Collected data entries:

________________________________________

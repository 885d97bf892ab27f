// Interaction signature verification
//
// Discord signs `timestamp || body` with the application's ed25519 key and
// sends the hex signature in `X-Signature-Ed25519`.

use ed25519_dalek::{Signature, Verifier, VerifyingKey, PUBLIC_KEY_LENGTH};
use thiserror::Error;

pub const SIGNATURE_HEADER: &str = "x-signature-ed25519";
pub const TIMESTAMP_HEADER: &str = "x-signature-timestamp";

#[derive(Error, Debug, PartialEq, Eq)]
pub enum VerifyError {
    #[error("Invalid public key: {0}")]
    InvalidPublicKey(String),

    #[error("Malformed signature")]
    MalformedSignature,

    #[error("Signature does not match")]
    BadSignature,
}

/// Checks request signatures against the application's public key
#[derive(Debug, Clone)]
pub struct InteractionVerifier {
    key: VerifyingKey,
}

impl InteractionVerifier {
    /// Build from the hex public key shown in the developer portal
    pub fn from_hex(public_key: &str) -> Result<Self, VerifyError> {
        let bytes = hex::decode(public_key.trim())
            .map_err(|e| VerifyError::InvalidPublicKey(e.to_string()))?;
        let bytes: [u8; PUBLIC_KEY_LENGTH] = bytes.try_into().map_err(|_| {
            VerifyError::InvalidPublicKey(format!("expected {} bytes", PUBLIC_KEY_LENGTH))
        })?;
        let key = VerifyingKey::from_bytes(&bytes)
            .map_err(|e| VerifyError::InvalidPublicKey(e.to_string()))?;
        Ok(Self { key })
    }

    pub fn from_key(key: VerifyingKey) -> Self {
        Self { key }
    }

    pub fn verify(&self, signature: &str, timestamp: &str, body: &[u8]) -> Result<(), VerifyError> {
        let raw = hex::decode(signature.trim()).map_err(|_| VerifyError::MalformedSignature)?;
        let signature =
            Signature::from_slice(&raw).map_err(|_| VerifyError::MalformedSignature)?;

        let mut message = Vec::with_capacity(timestamp.len() + body.len());
        message.extend_from_slice(timestamp.as_bytes());
        message.extend_from_slice(body);

        self.key
            .verify(&message, &signature)
            .map_err(|_| VerifyError::BadSignature)
    }
}

#[cfg(test)]
mod tests {
    use super::*;
    use ed25519_dalek::{Signer, SigningKey};

    fn signing_key() -> SigningKey {
        SigningKey::from_bytes(&[7u8; 32])
    }

    fn sign(key: &SigningKey, timestamp: &str, body: &[u8]) -> String {
        let mut message = timestamp.as_bytes().to_vec();
        message.extend_from_slice(body);
        hex::encode(key.sign(&message).to_bytes())
    }

    #[test]
    fn test_valid_signature() {
        let key = signing_key();
        let verifier =
            InteractionVerifier::from_hex(&hex::encode(key.verifying_key().to_bytes())).unwrap();
        let body = br#"{"type":1}"#;
        let signature = sign(&key, "1700000000", body);
        assert_eq!(verifier.verify(&signature, "1700000000", body), Ok(()));
    }

    #[test]
    fn test_tampered_body_rejected() {
        let key = signing_key();
        let verifier = InteractionVerifier::from_key(key.verifying_key());
        let signature = sign(&key, "1700000000", br#"{"type":1}"#);
        assert_eq!(
            verifier.verify(&signature, "1700000000", br#"{"type":2}"#),
            Err(VerifyError::BadSignature)
        );
    }

    #[test]
    fn test_timestamp_is_signed() {
        let key = signing_key();
        let verifier = InteractionVerifier::from_key(key.verifying_key());
        let signature = sign(&key, "1700000000", b"{}");
        assert_eq!(
            verifier.verify(&signature, "1700000001", b"{}"),
            Err(VerifyError::BadSignature)
        );
    }

    #[test]
    fn test_malformed_signature() {
        let verifier = InteractionVerifier::from_key(signing_key().verifying_key());
        assert_eq!(
            verifier.verify("zz", "1", b"{}"),
            Err(VerifyError::MalformedSignature)
        );
        assert_eq!(
            verifier.verify("abcd", "1", b"{}"),
            Err(VerifyError::MalformedSignature)
        );
    }

    #[test]
    fn test_invalid_public_key() {
        assert!(matches!(
            InteractionVerifier::from_hex("not-hex"),
            Err(VerifyError::InvalidPublicKey(_))
        ));
        assert!(matches!(
            InteractionVerifier::from_hex("abcd"),
            Err(VerifyError::InvalidPublicKey(_))
        ));
    }
}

________________________________________

■ Problem description: Please return only the lines above, starting at the line that has "ed25519 key and" and ending at the line that has "use thiserror::Error;", keeping both and leaving each one unchanged.

■ Result:
// Discord signs `timestamp || body` with the application's ed25519 key and
// sends the hex signature in `X-Signature-Ed25519`.

use ed25519_dalek::{Signature, Verifier, VerifyingKey, PUBLIC_KEY_LENGTH};
use thiserror::Error;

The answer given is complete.